Worum geht es in dieser Arbeit grundsätzlich?

Die Arbeit analysiert die Entwicklung und die Konzepte politischer Bildung in Deutschland im Zeitraum von 1945 bis 1960 unter Berücksichtigung der unterschiedlichen Einflüsse der Siegermächte und der deutschen Reaktion darauf.

Was sind die zentralen Themenfelder?

Die zentralen Themen sind die alliierte Umerziehungspolitik (Re-education), der Widerstand gegen strukturelle Schulreformen, die Etablierung des Sozialkundeunterrichts und die theoretische Entwicklung der politischen Bildung in den 1950er Jahren.

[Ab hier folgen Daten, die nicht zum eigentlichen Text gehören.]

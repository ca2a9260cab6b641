//! Fixture definitions for the user-management API suite.
//!
//! Each fixture pairs one request with the literal expectations frozen
//! at authoring time. If the live service's responses drift, the suite
//! fails even though the harness is correct; that trade-off is inherent
//! to black-box testing of an external service.

use attest_domain::{Assertion, RequestBody, RequestSpec, TestCase};
use serde_json::json;

/// Support banner returned alongside single-resource lookups.
const SUPPORT_TEXT: &str =
    "To keep ReqRes free, contributions towards server costs are appreciated!";

/// Builds the full suite against `base_url`.
///
/// `base_url` is the API root without a trailing slash, e.g.
/// `https://reqres.in/api`. Every case is self-contained; the
/// collection can run sequentially or in parallel.
#[must_use]
pub fn user_api_suite(base_url: &str) -> Vec<TestCase> {
    vec![
        successful_login(base_url),
        login_missing_password(base_url),
        successful_register(base_url),
        register_missing_password(base_url),
        list_users_second_page(base_url),
        single_user(base_url),
        single_user_not_found(base_url),
        create_user(base_url),
        update_user(base_url),
        patch_user(base_url),
        delete_user(base_url),
        list_resources(base_url),
        single_resource_not_found(base_url),
        delayed_user_list(base_url),
    ]
}

fn successful_login(base: &str) -> TestCase {
    let body = json!({ "email": "eve.holt@reqres.in", "password": "cityslicka" });
    TestCase::new(
        "successful_login",
        RequestSpec::post(format!("{base}/login")).with_body(RequestBody::json(body.to_string())),
    )
    .with_assertion(Assertion::status(200))
    .with_assertion(Assertion::field("token", "QpwL5tke4Pnpja7X4"))
}

fn login_missing_password(base: &str) -> TestCase {
    let body = json!({ "email": "eve.holt@reqres.in" });
    TestCase::new(
        "login_missing_password",
        RequestSpec::post(format!("{base}/login")).with_body(RequestBody::json(body.to_string())),
    )
    .with_assertion(Assertion::status(400))
    .with_assertion(Assertion::field("error", "Missing password"))
}

fn successful_register(base: &str) -> TestCase {
    let body = json!({ "email": "eve.holt@reqres.in", "password": "pistol" });
    TestCase::new(
        "successful_register",
        RequestSpec::post(format!("{base}/register"))
            .with_body(RequestBody::json(body.to_string())),
    )
    .with_assertion(Assertion::status(200))
    .with_assertion(Assertion::field("id", 4))
    .with_assertion(Assertion::field("token", "QpwL5tke4Pnpja7X4"))
}

fn register_missing_password(base: &str) -> TestCase {
    let body = json!({ "email": "sydney@fife" });
    TestCase::new(
        "register_missing_password",
        RequestSpec::post(format!("{base}/register"))
            .with_body(RequestBody::json(body.to_string())),
    )
    .with_assertion(Assertion::status(400))
    .with_assertion(Assertion::field("error", "Missing password"))
}

fn list_users_second_page(base: &str) -> TestCase {
    TestCase::new(
        "list_users_second_page",
        RequestSpec::get(format!("{base}/users")).with_query("page", "2"),
    )
    .with_assertion(Assertion::status(200))
    .with_assertion(Assertion::field("total", 12))
    .with_assertion(Assertion::field("data[0].email", "michael.lawson@reqres.in"))
}

fn single_user(base: &str) -> TestCase {
    TestCase::new("single_user", RequestSpec::get(format!("{base}/users/2")))
        .with_assertion(Assertion::status(200))
        .with_assertion(Assertion::field("data.id", 2))
        .with_assertion(Assertion::field("data.email", "janet.weaver@reqres.in"))
        .with_assertion(Assertion::field("support.text", SUPPORT_TEXT))
}

fn single_user_not_found(base: &str) -> TestCase {
    // 404 carries no body worth asserting on.
    TestCase::new(
        "single_user_not_found",
        RequestSpec::get(format!("{base}/users/23")),
    )
    .with_assertion(Assertion::status(404))
}

fn create_user(base: &str) -> TestCase {
    let body = json!({ "name": "morpheus", "job": "leader" });
    TestCase::new(
        "create_user",
        RequestSpec::post(format!("{base}/users")).with_body(RequestBody::json(body.to_string())),
    )
    .with_assertion(Assertion::status(201))
    .with_assertion(Assertion::field("name", "morpheus"))
    .with_assertion(Assertion::field("job", "leader"))
}

fn update_user(base: &str) -> TestCase {
    let body = json!({ "name": "morpheus", "job": "zion resident" });
    TestCase::new(
        "update_user",
        RequestSpec::put(format!("{base}/users/2")).with_body(RequestBody::json(body.to_string())),
    )
    .with_assertion(Assertion::status(200))
    .with_assertion(Assertion::field("name", "morpheus"))
    .with_assertion(Assertion::field("job", "zion resident"))
}

fn patch_user(base: &str) -> TestCase {
    let body = json!({ "name": "morpheus", "job": "zion resident" });
    TestCase::new(
        "patch_user",
        RequestSpec::patch(format!("{base}/users/2"))
            .with_body(RequestBody::json(body.to_string())),
    )
    .with_assertion(Assertion::status(200))
    .with_assertion(Assertion::field("name", "morpheus"))
    .with_assertion(Assertion::field("job", "zion resident"))
}

fn delete_user(base: &str) -> TestCase {
    // 204 with an empty body; status is the only thing to check.
    TestCase::new(
        "delete_user",
        RequestSpec::delete(format!("{base}/users/2")),
    )
    .with_assertion(Assertion::status(204))
}

fn list_resources(base: &str) -> TestCase {
    TestCase::new("list_resources", RequestSpec::get(format!("{base}/unknown")))
        .with_assertion(Assertion::status(200))
        .with_assertion(Assertion::field("total", 12))
        .with_assertion(Assertion::field("data[0].id", 1))
        .with_assertion(Assertion::field("data[0].name", "cerulean"))
        .with_assertion(Assertion::field("data[0].year", 2000))
        .with_assertion(Assertion::field("data[0].color", "#98B2D1"))
        .with_assertion(Assertion::field("data[0].pantone_value", "15-4020"))
}

fn single_resource_not_found(base: &str) -> TestCase {
    TestCase::new(
        "single_resource_not_found",
        RequestSpec::get(format!("{base}/unknown/23")),
    )
    .with_assertion(Assertion::status(404))
}

fn delayed_user_list(base: &str) -> TestCase {
    // The server stalls ~3 s before answering; the default 10 s
    // timeout must still let the case succeed.
    TestCase::new(
        "delayed_user_list",
        RequestSpec::get(format!("{base}/users")).with_query("delay", "3"),
    )
    .with_assertion(Assertion::status(200))
    .with_assertion(Assertion::field("total", 12))
    .with_assertion(Assertion::field("data[0].email", "george.bluth@reqres.in"))
}

#[cfg(test)]
#[allow(clippy::unwrap_used, clippy::panic)]
mod tests {
    use super::*;
    use attest_domain::HttpMethod;
    use pretty_assertions::assert_eq;

    #[test]
    fn test_suite_is_deduplicated() {
        let suite = user_api_suite("https://reqres.in/api");
        let mut names: Vec<_> = suite.iter().map(|c| c.name.clone()).collect();
        let before = names.len();
        names.sort();
        names.dedup();
        assert_eq!(names.len(), before, "fixture names must be unique");
        assert_eq!(before, 14);
    }

    #[test]
    fn test_every_case_asserts_a_status() {
        let suite = user_api_suite("https://reqres.in/api");
        for case in &suite {
            assert!(
                case.assertions
                    .iter()
                    .any(|a| matches!(a, Assertion::Status { .. })),
                "case '{}' has no status assertion",
                case.name
            );
        }
    }

    #[test]
    fn test_not_found_cases_have_no_field_assertions() {
        let suite = user_api_suite("https://reqres.in/api");
        for name in ["single_user_not_found", "single_resource_not_found", "delete_user"] {
            let case = suite
                .iter()
                .find(|c| c.name == name)
                .unwrap_or_else(|| panic!("missing case {name}"));
            assert_eq!(case.len(), 1, "case '{name}' must only assert the status");
        }
    }

    #[test]
    fn test_mutating_cases_send_json_bodies() {
        let suite = user_api_suite("https://reqres.in/api");
        for case in &suite {
            if case.request.method.has_body() {
                assert_eq!(
                    case.request.body.content_type(),
                    Some("application/json"),
                    "case '{}' should send JSON",
                    case.name
                );
            }
        }
    }

    #[test]
    fn test_delete_uses_delete_method() {
        let suite = user_api_suite("https://reqres.in/api");
        let case = suite.iter().find(|c| c.name == "delete_user").unwrap();
        assert_eq!(case.request.method, HttpMethod::Delete);
    }
}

Was ist das primäre Ziel der Untersuchung?

Das Ziel ist es, den Transformationsprozess politischer Erziehung nach dem Zusammenbruch des Nationalsozialismus und dessen Einbettung in die gesellschaftliche und staatliche Neuordnung Westdeutschlands aufzuzeigen.

Welche wissenschaftliche Methode wird verwendet?

Die Arbeit ist als eine historische Analyse angelegt, die auf der Auswertung fachwissenschaftlicher Literatur und zeitgenössischer bildungspolitischer Konzepte basiert.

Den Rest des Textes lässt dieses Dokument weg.